Deaths in Palestine, Ukraine and Lebanon accounted for a significant rise since 2023, and there have been corresponding rises in health worker arrests and attacks on health facilities. There have already been more than 1,200 attacks on health workers recorded by Insecurity Insight this year, a total expected to climb due to delayed reporting.

“Any killing of any member of nursing staff, in any context or for any reason, is entirely abhorrent,” said Prof Nicola Ranger, general secretary and chief executive of the RCN.

“The UK government must do everything in its power to support the upholding of international law, including supporting the ICC to investigate and prosecute those responsible.”

Dr Andrew Green, chair of the British Medical Association’s ethics committee, said: “When states and armed groups break international humanitarian law with attacks on the wounded and sick, health facilities and health workers, they must be held to account, and governments around the world, including our own, all have a part to play in that process.”

Ranger said attacks on health systems left deep and lasting scars on communities, and placed them under immense strain as they sought to deal with widespread civilian injuries and escalating public health needs. She also called for UK overseas aid spending to be restored to 0.7% of GDP “to support the rebuilding of devastated health systems across the globe”.

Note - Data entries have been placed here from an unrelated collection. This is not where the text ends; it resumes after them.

use axum::{
  extract::{Path, State},
  http::StatusCode,
  middleware::from_fn_with_state,
  routing::{post, put},
  Extension, Json,
};
use chrono::Utc;
use serde::Deserialize;
use tracing::{debug, instrument};
use utoipa::ToSchema;
use utoipa_axum::{
  router::{OpenApiRouter, UtoipaMethodRouterExt},
  routes,
};
use uuid::Uuid;
use validator::Validate;

use crate::{
  entities::{
    project::{Attachment, ProjectView},
    proposal::ProposalStatus,
    user::User,
  },
  error::ApiResult,
  service::{
    lifecycle::{Actor, NewProposal, ProposalDecision, COVER_LETTER_MAX_CHARS, COVER_LETTER_MIN_CHARS},
    mutation, query,
  },
  AppJson, AppState,
};

use super::{auth::auth_guard, projects::PROJECTS_TAG};

/// Proposal routes, nested under a project. The `apply` and `applications`
/// paths are kept for older clients and are not part of the api document.
pub fn init_proposals_routes(state: AppState) -> OpenApiRouter<AppState> {
  OpenApiRouter::new()
    .routes(routes!(submit_proposal).layer(from_fn_with_state(state.clone(), auth_guard)))
    .routes(routes!(decide_proposal).layer(from_fn_with_state(state.clone(), auth_guard)))
    .route(
      "/:id/apply",
      post(submit_proposal).layer(from_fn_with_state(state.clone(), auth_guard)),
    )
    .route(
      "/:id/applications/:proposal_id",
      put(decide_proposal).layer(from_fn_with_state(state.clone(), auth_guard)),
    )
}

#[derive(Debug, Validate, Deserialize, ToSchema)]
#[serde(rename_all = "camelCase")]
pub struct SubmitProposal {
  #[validate(length(min = COVER_LETTER_MIN_CHARS, max = COVER_LETTER_MAX_CHARS))]
  cover_letter: String,
  #[serde(alias = "price")]
  #[validate(range(min = 0.0))]
  proposed_budget: f64,
  #[serde(default)]
  #[validate(length(max = 100))]
  estimated_time: String,
  #[serde(default)]
  attachments: Vec<Attachment>,
}

#[utoipa::path(
  post,
  path = "/{id}/proposals",
  tag = PROJECTS_TAG,
  request_body = SubmitProposal,
  responses(
    (status = 201, description = "Proposal submitted", body = ProjectView),
    (status = 400, description = "Validation error or project not open"),
    (status = 403, description = "Not a freelancer, or the project owner"),
    (status = 404, description = "Project not found"),
    (status = 409, description = "Proposal already submitted")
  ),
  params(
    ("id" = Uuid, Path, description = "Project id")
  )
)]
#[instrument(skip(state, user, input), fields(project_id = %id, user_id = %user.id))]
async fn submit_proposal(
  State(state): State<AppState>,
  Extension(user): Extension<User>,
  Path(id): Path<Uuid>,
  AppJson(input): AppJson<SubmitProposal>,
) -> ApiResult<(StatusCode, Json<ProjectView>)> {
  debug!("Submit proposal to project {} with budget {}", id, input.proposed_budget);

  input.validate()?;

  let project = mutation::proposals::submit(
    state.store.as_ref(),
    id,
    &Actor::from(&user),
    NewProposal {
      cover_letter: input.cover_letter,
      proposed_budget: input.proposed_budget,
      estimated_time: input.estimated_time,
      attachments: input.attachments,
    },
    Utc::now(),
  )
  .await?;
  let view = query::projects::present(state.store.as_ref(), project).await?;

  Ok((StatusCode::CREATED, Json(view)))
}

#[derive(Debug, Deserialize, ToSchema)]
pub struct DecideProposal {
  /// `accepted` or `rejected`
  status: ProposalStatus,
}

#[utoipa::path(
  put,
  path = "/{id}/proposals/{proposal_id}",
  tag = PROJECTS_TAG,
  request_body = DecideProposal,
  responses(
    (status = 200, description = "Proposal decided", body = ProjectView),
    (status = 400, description = "Proposal already decided or project not open"),
    (status = 403, description = "Not the owner"),
    (status = 404, description = "Project or proposal not found"),
    (status = 409, description = "Project modified concurrently")
  ),
  params(
    ("id" = Uuid, Path, description = "Project id"),
    ("proposal_id" = Uuid, Path, description = "Proposal id")
  )
)]
#[instrument(skip(state, user), fields(user_id = %user.id))]
async fn decide_proposal(
  State(state): State<AppState>,
  Extension(user): Extension<User>,
  Path((id, proposal_id)): Path<(Uuid, Uuid)>,
  AppJson(input): AppJson<DecideProposal>,
) -> ApiResult<Json<ProjectView>> {
  let decision = ProposalDecision::try_from(input.status)?;

  let project = mutation::proposals::decide(
    state.store.as_ref(),
    id,
    proposal_id,
    &Actor::from(&user),
    decision,
    Utc::now(),
  )
  .await?;
  let view = query::projects::present(state.store.as_ref(), project).await?;

  Ok(Json(view))
}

Doctors and nurses treat patients on a ward. Blood is spattered over the floor and one patient is being treated on the floor without a bed.
Medics tend to the injured at Nasser hospital, Gaza, following Israeli strikes on 3 December 2023. Photograph: Mahmud Hams/AFP/Getty Images

The report, Care Amongst the Chaos, includes testimony from six nurses and a midwife working in Afghanistan, Gaza, Lebanon and Myanmar.

Asmaan, a nurse from Afghanistan said she and her colleagues faced intimidation and were unable to offer high-quality care.

“Most villages have no hospitals; patients die in ambulances because there is no emergency care, no oxygen, no nurses,” she said. “We are threatened by caretakers: ‘If something happens to my child, my husband is a Taliban, and he will come after you.’ How can we work safely like this?”

Omar, a nurse from Gaza where more than 1,200 healthcare workers have been killed by Israeli airstrikes in the past two years, said staff at his hospital worked around the clock to “care for large numbers of patients with complex and traumatic injuries – including amputations, diabetic complications, and gunshot wounds – in an environment where both resources and personnel are increasingly scarce”.

He said the scenes encountered during shifts inside the hospital, including “the lingering scent of blood” would “continue to haunt me in my dreams”, calling for “a simple thing: life, then life, then life in peace”.

The 1949 Geneva conventions outlawed attacks on healthcare facilities and workers in war zones, with later resolutions further tightening international humanitarian law.

In Myanmar, where healthcare staff have reported frequent targeting by the military, April, a senior nurse leader asked: “What is the point of international law if they murder our colleagues and don’t face consequences?”